Pour lui, la clé d’une vraie réinsertion, c’est la mixité : « Moi, ce que je veux, c’est pas des ghettos sociaux », dit-il.

Car isoler les plus fragiles entre eux, surtout quand ils luttent contre l’alcool ou la drogue, c’est souvent les condamner à replonger. « Je crois à la colocation entre un étudiant, une personne âgée et un ancien sans-abri », confie-t-il enfin.

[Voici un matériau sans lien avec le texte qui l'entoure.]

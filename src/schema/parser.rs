//! CREATE TABLE parser
//!
//! This module turns one raw CREATE TABLE statement into a structured
//! [`TableSchema`]. Parsing is best-effort and never fails: a missing table
//! name becomes "unknown" and a missing column list yields an empty schema.

use once_cell::sync::Lazy;
use regex::Regex;

use crate::schema::types::TableSchema;

static TABLE_NAME_RE: Lazy<Regex> =
    Lazy::new(|| Regex::new(r"(?i)CREATE\s+TABLE\s+`?(\w+)`?\s*\(").unwrap());

static COLUMN_DEF_RE: Lazy<Regex> = Lazy::new(|| Regex::new(r"^`?(\w+)`?\s+(.+)$").unwrap());

/// Clause prefixes that mark a table-level constraint rather than a column.
/// Checked before the column pattern, so `KEY idx_name (col)` is never
/// mistaken for a column named `KEY`.
const CONSTRAINT_KEYWORDS: [&str; 6] = [
    "PRIMARY KEY",
    "UNIQUE",
    "KEY",
    "INDEX",
    "FOREIGN KEY",
    "CONSTRAINT",
];

/// Parse a CREATE TABLE statement into a structured schema
pub fn parse_create_table(sql: &str) -> TableSchema {
    // Collapse all whitespace runs so the rest of the parse is
    // layout-independent
    let sql = normalize_whitespace(sql);

    let (table_name, search_from) = match TABLE_NAME_RE.captures(&sql) {
        Some(caps) => {
            let name = caps.get(1).map(|m| m.as_str()).unwrap_or("unknown");
            (name.to_string(), caps.get(0).map(|m| m.end() - 1).unwrap_or(0))
        }
        None => ("unknown".to_string(), 0),
    };

    let mut schema = TableSchema::new(&table_name);

    let body = match extract_body(&sql, search_from) {
        Some(body) => body,
        None => {
            tracing::debug!(table = %schema.table_name, "no column list found in statement");
            return schema;
        }
    };

    for clause in split_top_level(body) {
        let clause = clause.trim();
        if clause.is_empty() {
            continue;
        }

        if is_constraint(clause) {
            schema.add_constraint(clause);
        } else if let Some(caps) = COLUMN_DEF_RE.captures(clause) {
            schema.add_column(&caps[1], &caps[2]);
        } else {
            // Lenient parse: clauses that are neither constraint nor column
            // shaped are dropped rather than reported
            tracing::debug!(clause, "skipping unparsable clause");
        }
    }

    schema
}

fn normalize_whitespace(sql: &str) -> String {
    sql.split_whitespace().collect::<Vec<_>>().join(" ")
}

/// Locate the span between the column list's opening paren and the last
/// closing paren in the statement. `from` points at the opening paren when
/// the table-name pattern matched, otherwise the first paren is searched
/// from the start of the string.
fn extract_body(sql: &str, from: usize) -> Option<&str> {
    let open = sql[from..].find('(')? + from;
    let close = sql.rfind(')')?;
    if close <= open {
        return None;
    }
    Some(&sql[open + 1..close])
}

/// Split the column list into top-level clauses. Commas nested inside
/// parentheses, e.g. `DECIMAL(10,2)`, do not separate clauses.
fn split_top_level(body: &str) -> Vec<String> {
    let mut clauses = Vec::new();
    let mut current = String::new();
    let mut depth: i32 = 0;

    for ch in body.chars() {
        match ch {
            '(' => {
                depth += 1;
                current.push(ch);
            }
            ')' => {
                depth -= 1;
                current.push(ch);
            }
            ',' if depth == 0 => {
                clauses.push(current.trim().to_string());
                current.clear();
            }
            _ => current.push(ch),
        }
    }
    clauses.push(current.trim().to_string());
    clauses
}

fn is_constraint(clause: &str) -> bool {
    let upper = clause.to_uppercase();
    CONSTRAINT_KEYWORDS
        .iter()
        .any(|keyword| upper.starts_with(keyword))
}

#[cfg(test)]
mod tests {
    use super::*;
    use pretty_assertions::assert_eq;

    #[test]
    fn parses_table_name_and_columns() {
        let schema = parse_create_table(
            "CREATE TABLE `users` (\n  `id` INT PRIMARY KEY,\n  `name` VARCHAR(50)\n);",
        );

        assert_eq!(schema.table_name, "users");
        assert_eq!(schema.columns.len(), 2);
        assert_eq!(schema.columns["id"], "INT PRIMARY KEY");
        assert_eq!(schema.columns["name"], "VARCHAR(50)");
        assert!(schema.constraints.is_empty());
    }

    #[test]
    fn table_name_match_is_case_insensitive() {
        let schema = parse_create_table("create table orders (id INT)");
        assert_eq!(schema.table_name, "orders");
    }

    #[test]
    fn missing_table_name_falls_back_to_unknown() {
        let schema = parse_create_table("(id INT, name VARCHAR(20))");
        assert_eq!(schema.table_name, "unknown");
        assert_eq!(schema.columns.len(), 2);
    }

    #[test]
    fn missing_body_yields_empty_schema() {
        let schema = parse_create_table("CREATE TABLE users");
        assert_eq!(schema.table_name, "unknown");
        assert!(schema.columns.is_empty());
        assert!(schema.constraints.is_empty());
    }

    #[test]
    fn nested_parens_do_not_split_a_clause() {
        let schema =
            parse_create_table("CREATE TABLE products (price DECIMAL(10,2) NOT NULL, qty INT)");
        assert_eq!(schema.columns["price"], "DECIMAL(10,2) NOT NULL");
        assert_eq!(schema.columns["qty"], "INT");
    }

    #[test]
    fn constraint_clauses_are_kept_separately() {
        let schema = parse_create_table(
            "CREATE TABLE t (id INT, name VARCHAR(30), PRIMARY KEY (id), KEY idx_name (name))",
        );

        assert_eq!(schema.columns.len(), 2);
        assert_eq!(
            schema.constraints,
            vec!["PRIMARY KEY (id)".to_string(), "KEY idx_name (name)".to_string()]
        );
        assert!(!schema.columns.contains_key("PRIMARY"));
        assert!(!schema.columns.contains_key("KEY"));
    }

    #[test]
    fn unparsable_clauses_are_dropped() {
        let schema = parse_create_table("CREATE TABLE t (id INT, ???, name TEXT)");
        assert_eq!(schema.columns.len(), 2);
        assert!(schema.constraints.is_empty());
    }

    #[test]
    fn whitespace_and_newlines_are_normalized() {
        let schema = parse_create_table(
            "CREATE   TABLE\n\tusers\n(\n  id    INT\n      NOT NULL\n)",
        );
        assert_eq!(schema.table_name, "users");
        assert_eq!(schema.columns["id"], "INT NOT NULL");
    }

    #[test]
    fn column_order_follows_source_order() {
        let schema = parse_create_table("CREATE TABLE t (c INT, a INT, b INT)");
        let names: Vec<&String> = schema.columns.keys().collect();
        assert_eq!(names, ["c", "a", "b"]);
    }
}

Sur le sentier, on croise un vieil homme. Téléphone à la main, il photographie les tentes une à une. « C’est la première fois que je vois ça », me glisse Philippe à voix basse. L’homme, surpris dans sa tournée, relève la tête et nous fixe. « Moi, c’est Albert, je viens de la part de la police », dit-il simplement. Je remarque alors son prénom écrit en rouge sur le talkie-walkie accroché à sa ceinture. Philippe fronce les sourcils : « Ils vont les déloger ? » Albert hésite, puis répond : « On leur demande juste d’être propres… Si ce n’est pas le cas, alors oui, ils devront partir. » Puis ajoute comme pour s’excuser : « Vous savez, je suis pensionné dans deux mois. Je fais juste ce qu’on me dit. »

Midi approche, la tournée des tentes s’achève doucement. Philippe peut rentrer, rassuré de savoir que tout le monde va bien.

Samedi, jour de chantier

À mon arrivée, tout le monde s’affaire déjà. Gino, l’ébéniste, découpe des planches pour les finitions des fenêtres de la tiny, épaulé par son acolyte, Valéry. Ancien sans-abri, Valéry ne manque jamais une occasion de donner un coup de main. C’est même lui qui règle l’abonnement téléphonique de plusieurs habitants des coteaux. Philippe est là aussi évidemment. En chef de chantier confiant, il gère sa petite équipe de travailleurs.

Et puis il y a Noureddine, le futur propriétaire de cette « maison en bois ». Clope au bec, il pioche et bêche pour transformer la terre en de futurs escaliers. « Faudrait pas que je me pète la gueule en rentrant le soir », dit-il en s’épongeant le front.

Parti du Maroc en 2008, il rêvait d’un European dream qui s’est vite effiloché. « J’ai essayé de trouver du travail, mais sans papiers, c’est compliqué, tu sais », me confie-t-il. Comme près de 150 000 autres, Noureddine est sur liste d’attente, dans l’espoir qu’un jour, des papiers lui permettent enfin de construire ici, une vie stable et à lui.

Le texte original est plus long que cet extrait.